Certificate No. R-                               __________Rights

               NOT EXERCISABLE AFTER JULY 19, 2004
         OR EARLIER IF NOTICE OF REDEMPTION OR EXCHANGE
        IS GIVEN.  THE RIGHTS ARE SUBJECT TO REDEMPTION OR
         EXCHANGE, AT THE OPTION OF THE COMPANY, ON THE
            TERMS SET FORTH IN THE RIGHTS AGREEMENT.
      [IF THE RIGHTS REPRESENTED BY THIS RIGHTS CERTIFICATE
       ARE OR WERE BENEFICIALLY OWNED BY A PERSON WHO WAS 
          OR BECAME AN ACQUIRING PERSON OR AN ASSOCIATE
        OR AFFILIATE OF AN ACQUIRING PERSON (AS SUCH TERMS
       ARE DEFINED IN THE RIGHTS AGREEMENT).  ACCORDINGLY,
       THIS RIGHTS CERTIFICATE AND THE RIGHTS REPRESENTED
             HEREBY MAY BECOME NULL AND VOID IN THE
         CIRCUMSTANCES SPECIFIED IN SECTION 7(e) OF THE
                       RIGHTS AGREEMENT.]

                       Rights Certificate

                     HEALTH CARE REIT, INC.

          This certifies that _________________________, or
registered assigns, is the registered owner of the number of Rights
set forth above, each of which entitles the owner thereof, subject
to the terms, provisions and conditions of the Rights Agreement
dated as of July 19, 1994 (the "Rights Agreement") between Health
Care REIT, Inc., a Delaware corporation (the "Company"), and
Chemical Bank, a New York banking corporation (the "Agent"), unless
notice of redemption shall have been previously given by the
Company, to purchase from the Company at any time after the
Distribution Date (as such term is defined in the Rights Agreement)
and prior to 5:00 P.M. (Toledo, Ohio time) on July 19, 2004, at the
principal corporate trust office of the Rights Agent, or at the
office of its successor as Rights Agent, one one-thousandth of a
fully paid nonassessable share of the Junior Participating
Preferred Stock, Series A, par value $1.00 per share, of the
Company (the "Preferred Stock"), at a purchase price (the "Purchase
Price") of $48.00 per one one-thousandth share, upon presentation
and surrender of this Rights Certificate with the Form of Election
to Purchase duly executed.  The Purchase Price may be paid in cash
or by certified bank check or bank draft payable to the order of
the Company.

          As provided in the Rights Agreement, the Purchase Price
and the number of shares of Preferred Stock or other securities,
cash or other property which may be purchased upon the exercise of
the Rights evidenced by this Rights Certificate are subject to
modification and adjustment upon the happening of certain events.

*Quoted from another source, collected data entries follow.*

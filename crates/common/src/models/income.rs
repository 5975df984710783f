#[derive(Debug, Clone, PartialEq)]
pub struct IncomeEntry {
    pub symbol: String,
    pub income: f64,
    pub time_ms: i64,
}
pub mod candle;
pub mod income;
pub mod instrument;
pub mod order;
pub mod signal;
pub mod symbol_meta;
pub mod ticker;
pub mod trade_record;

pub use candle::Candle;
pub use income::IncomeEntry;
pub use instrument::{Instrument, InstrumentFilter};
pub use order::{OrderLeg, OrderPlan, OrderSpec, OrderType, PlacedOrder};
pub use signal::{Candidate, Direction, Side, Signal};
pub use symbol_meta::SymbolMeta;
pub use ticker::Ticker24h;
pub use trade_record::TradeRecord;
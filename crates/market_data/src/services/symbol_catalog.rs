use std::collections::HashMap;

use common::TradeError;
use common::models::{Instrument, SymbolMeta};

/// Session-wide reference data: the tradeable instruments and the
/// [`SymbolMeta`] parsed from their filters on first use.
#[derive(Debug, Default)]
pub struct SymbolCatalog {
    instruments: HashMap<String, Instrument>,
    cache: HashMap<String, SymbolMeta>,
}

impl SymbolCatalog {
    pub fn new(instruments: impl IntoIterator<Item = Instrument>) -> Self {
        Self {
            instruments: instruments
                .into_iter()
                .map(|i| (i.symbol.clone(), i))
                .collect(),
            cache: HashMap::new(),
        }
    }

    pub fn contains(&self, symbol: &str) -> bool {
        self.instruments.contains_key(symbol)
    }

    pub fn instruments(&self) -> impl Iterator<Item = &Instrument> {
        self.instruments.values()
    }

    pub fn meta(&mut self, symbol: &str) -> Result<SymbolMeta, TradeError> {
        if let Some(meta) = self.cache.get(symbol) {
            return Ok(meta.clone());
        }

        let instrument = self
            .instruments
            .get(symbol)
            .ok_or_else(|| TradeError::InvalidConstraint {
                symbol: symbol.to_string(),
                reason: "symbol not listed in exchange info".to_string(),
            })?;
        let meta = SymbolMeta::from_instrument(instrument)?;

        self.cache.insert(symbol.to_string(), meta.clone());
        Ok(meta)
    }
}

#[cfg(test)]
mod tests {
    use super::*;
    use common::models::InstrumentFilter;

    fn listed(symbol: &str, filters: Vec<InstrumentFilter>) -> Instrument {
        Instrument {
            symbol: symbol.to_string(),
            contract_type: "PERPETUAL".to_string(),
            quote_asset: "USDT".to_string(),
            filters,
        }
    }

    #[test]
    fn test_meta_is_parsed_once_and_cached() {
        let mut catalog = SymbolCatalog::new([listed(
            "ABCUSDT",
            vec![
                InstrumentFilter::Price { tick_size: "0.01".to_string() },
                InstrumentFilter::LotSize { step_size: "0.001".to_string() },
                InstrumentFilter::MinNotional { notional: "5".to_string() },
                InstrumentFilter::PercentPrice {
                    multiplier_up: "1.05".to_string(),
                    multiplier_down: "0.95".to_string(),
                },
            ],
        )]);

        let first = catalog.meta("ABCUSDT").unwrap();
        let second = catalog.meta("ABCUSDT").unwrap();
        assert_eq!(first, second);
        assert_eq!(first.quantity_precision, 3);
    }

    #[test]
    fn test_unknown_or_malformed_symbols_are_invalid_constraints() {
        let mut catalog = SymbolCatalog::new([listed("BADUSDT", vec![])]);

        assert!(matches!(
            catalog.meta("NOPEUSDT"),
            Err(TradeError::InvalidConstraint { .. })
        ));
        assert!(matches!(
            catalog.meta("BADUSDT"),
            Err(TradeError::InvalidConstraint { .. })
        ));
    }
}
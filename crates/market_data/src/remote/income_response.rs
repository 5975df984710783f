use common::ExchangeError;
use common::models::IncomeEntry;
use serde::Deserialize;

use crate::traits::RemoteResponse;

#[derive(Debug, Deserialize)]
#[serde(rename_all = "camelCase")]
pub struct IncomeResponse {
    pub symbol: String,
    pub income_type: String,
    pub income: String,
    pub time: i64,
}

impl RemoteResponse<IncomeEntry> for IncomeResponse {
    fn to_model(&self) -> Result<IncomeEntry, ExchangeError> {
        Ok(IncomeEntry {
            symbol: self.symbol.clone(),
            income: Self::parse_field("income", &self.income)?,
            time_ms: self.time,
        })
    }
}
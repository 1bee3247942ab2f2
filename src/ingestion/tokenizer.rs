//! Logical row reconstruction.
//!
//! Quoted fields may contain line breaks, so rows cannot be recovered by splitting on newlines.
//! Instead the whole file is flattened into one string (see [`merge_lines`]) and rows are rebuilt
//! by counting delimiter-separated tokens: every `expected_columns` tokens form one row.

use crate::error::{TableError, TableResult};

/// Join raw file lines into the newline-free text that [`form_entries`] expects.
///
/// Lines are concatenated with no separator; any stray `\r`/`\n` inside a line is dropped and a
/// leading byte-order mark is removed.
pub fn merge_lines<I, S>(lines: I) -> String
where
    I: IntoIterator<Item = S>,
    S: AsRef<str>,
{
    let mut merged = String::new();
    for line in lines {
        merged.extend(line.as_ref().chars().filter(|c| !matches!(c, '\r' | '\n')));
    }
    match merged.strip_prefix('\u{feff}') {
        Some(rest) => rest.to_string(),
        None => merged,
    }
}

/// Rebuild logical rows from flattened text.
///
/// `input` is split on every literal occurrence of `delimiter`, and tokens are grouped in chunks
/// of `expected_columns`. Each chunk is rejoined with the delimiter; every chunk but the first
/// gets back its leading `"` and every chunk but the last gets back its trailing `";`, so each
/// returned row reads `"f0";"f1";...;"fN";`.
///
/// # Errors
///
/// - [`TableError::Format`] if `input` or `delimiter` is empty, or if the token count is not a
///   multiple of `expected_columns` (a truncated file or a stray delimiter).
/// - [`TableError::InvalidArgument`] if `expected_columns` is zero.
pub fn form_entries(
    input: &str,
    delimiter: &str,
    expected_columns: usize,
) -> TableResult<Vec<String>> {
    if input.is_empty() || delimiter.is_empty() {
        return Err(TableError::format("input text or delimiter is empty"));
    }
    if expected_columns == 0 {
        return Err(TableError::invalid_argument(
            "expected column count must be > 0",
        ));
    }

    let parts: Vec<&str> = input.split(delimiter).collect();
    if parts.len() % expected_columns != 0 {
        return Err(TableError::format(format!(
            "found {} delimited tokens, which is not a multiple of {expected_columns} columns",
            parts.len()
        )));
    }

    let entry_count = parts.len() / expected_columns;
    let entries = parts
        .chunks(expected_columns)
        .enumerate()
        .map(|(i, chunk)| {
            let mut entry = String::new();
            if i != 0 {
                entry.push('"');
            }
            entry.push_str(&chunk.join(delimiter));
            if i != entry_count - 1 {
                entry.push_str("\";");
            }
            entry
        })
        .collect();

    Ok(entries)
}
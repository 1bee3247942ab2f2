use flora_table::ingestion::{read_table_from_path, IngestionOptions};
use flora_table::processing::{intersect, select, select_all, sort};
use flora_table::types::{Column, FilterCriterion, SortOrder, Table};
use flora_table::TableError;

fn registry() -> Table {
    read_table_from_path("tests/fixtures/registry.csv", &IngestionOptions::default()).unwrap()
}

fn ids(rows: &[Vec<String>]) -> Vec<&str> {
    rows.iter().map(|r| r[Column::Id.index()].as_str()).collect()
}

#[test]
fn select_by_zone_is_case_insensitive_and_skips_headers() {
    let table = registry();
    let out = select(Column::LandscapingZone.index(), &table, "СЕВЕРНАЯ").unwrap();
    assert_eq!(ids(&out), ["1", "3"]);

    // Only the Russian header row contains this text.
    let err = select(Column::LandscapingZone.index(), &table, "ландшафтная").unwrap_err();
    assert!(matches!(err, TableError::NoMatch { column: 4, .. }));
}

#[test]
fn select_does_not_mutate_table() {
    let table = registry();
    let before = table.clone();
    let _ = select(Column::LocationPlace.index(), &table, "a1").unwrap();
    assert_eq!(table, before);
}

#[test]
fn compound_selection_matches_both_predicates() {
    let table = registry();
    let zone = select(Column::LandscapingZone.index(), &table, "северная").unwrap();
    let period = select(Column::ProsperityPeriod.index(), &table, "май").unwrap();
    assert_eq!(ids(&zone), ["1", "3"]);
    assert_eq!(ids(&period), ["1", "2", "4"]);

    let both = intersect(&zone, &period);
    assert_eq!(ids(&both), ["1"]);

    let via_criteria = select_all(
        &table,
        &[
            FilterCriterion::new(Column::LandscapingZone, "северная"),
            FilterCriterion::new(Column::ProsperityPeriod, "май"),
        ],
    )
    .unwrap();
    assert_eq!(via_criteria, both);
}

#[test]
fn compound_selection_follows_first_selection_order() {
    let table = registry();
    let period = select(Column::ProsperityPeriod.index(), &table, "апрель").unwrap();
    let mut reversed = period.clone();
    reversed.reverse();

    assert_eq!(ids(&intersect(&period, &reversed)), ["2", "3"]);
    assert_eq!(ids(&intersect(&reversed, &period)), ["3", "2"]);
}

#[test]
fn ascending_sort_is_ordinal_on_stripped_latin_name() {
    let mut table = registry();
    sort(&mut table, SortOrder::Ascending).unwrap();
    assert_eq!(ids(table.data_rows()), ["2", "3", "1", "5", "4"]);
    assert_eq!(table.rows[0][0], "ID");
    assert_eq!(table.rows[1][0], "Код");
}

#[test]
fn descending_sort_ignores_case() {
    let mut table = registry();
    sort(&mut table, SortOrder::Descending).unwrap();
    assert_eq!(ids(table.data_rows()), ["4", "5", "1", "3", "2"]);
}

#[test]
fn sorting_headers_only_is_invalid_argument() {
    let mut table = registry();
    table.rows.truncate(2);
    assert!(matches!(
        sort(&mut table, SortOrder::Ascending),
        Err(TableError::InvalidArgument { .. })
    ));
}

          If the Rights evidenced by this Rights Certificate are or
were formerly beneficially owned, on or after the earlier of the
Distribution Date and the Stock Acquisition Date, by (i) an
Acquiring Person or any Associate or Affiliate of an Acquiring
Person, or (ii) a direct or indirect transferee of an Acquiring
Person (or of any Associate or Affiliate of an Acquiring Person),
such Rights may become null and void, in which event the holder of
any such Right (including any subsequent holder) shall not have any
right with respect to such Right.

          This Rights Certificate is subject to all of the terms,
provisions and conditions of the Rights Agreement, which terms,
provisions and conditions are hereby incorporated herein by
reference and made a part hereof and to which Rights Agreement
reference is hereby made for a full description of the rights,
limitations of rights, obligations, duties and immunities hereunder
of the Rights Agent, the Company and the holders of the Rights
Certificates.  Capitalized terms used but not defined in this
Rights Certificate that are defined in the Rights Agreement shall
have the same meanings ascribed to them in the Rights Agreement. 
Copies of the Rights Agreement are on file at the principal
executive offices of the Company and the above-mentioned office of
the Rights Agent.

          This Rights Certificate, with or without other Rights
Certificates, upon surrender at the principal corporate trust
office of the Rights Agent, may be exchanged for another Rights
Certificate or Rights Certificates of like tenor and date
evidencing Rights entitling the holder to purchase a like aggregate
number of shares of Preferred Stock or other property as the Rights
evidenced by the Rights Certificate or Rights Certificates
surrendered entitled such holder to purchase.  If this Rights
Certificate shall be exercised in part, the holder shall be
entitled to receive upon surrender hereof another Rights
Certificate or Rights Certificates for the number of whole Rights
not exercised.

          Subject to the provisions of the Rights Agreement, the
Rights evidenced by this Certificate (a) may be redeemed by the
Board of Directors of the Company at its option at a redemption
price of $.01 per Right subject to adjustment, at any time prior to
the earlier of (i) 12:00 midnight (Toledo, Ohio time) on the Stock
Acquisition Date, and (ii) the Expiration Date or, (b) may be
exchanged by the Board of Directors of the Company at its option in
whole or in part for shares of the Company's Common Stock or other
Company securities.

          No fractional shares of Preferred Stock (other than
fractions that are integral multiples of one one-thousandth of a
share of Preferred Stock, which may, at the election of the
Company, be evidenced by depository receipts) are required to be
issued upon the exercise of any Right or Rights evidenced hereby,
but in lieu thereof the Company may elect to (i) evidence
fractional shares by depositary receipts, (ii) issue scrip or
warrants in registered form (either represented by a certificate or
uncertificated) or in bearer form (represented by a certificate)
which shall entitle the holder to receive a full share upon the
surrender of such scrip or warrants aggregating a full share, or
(iii) make a cash payment, as provided in the Rights Agreement.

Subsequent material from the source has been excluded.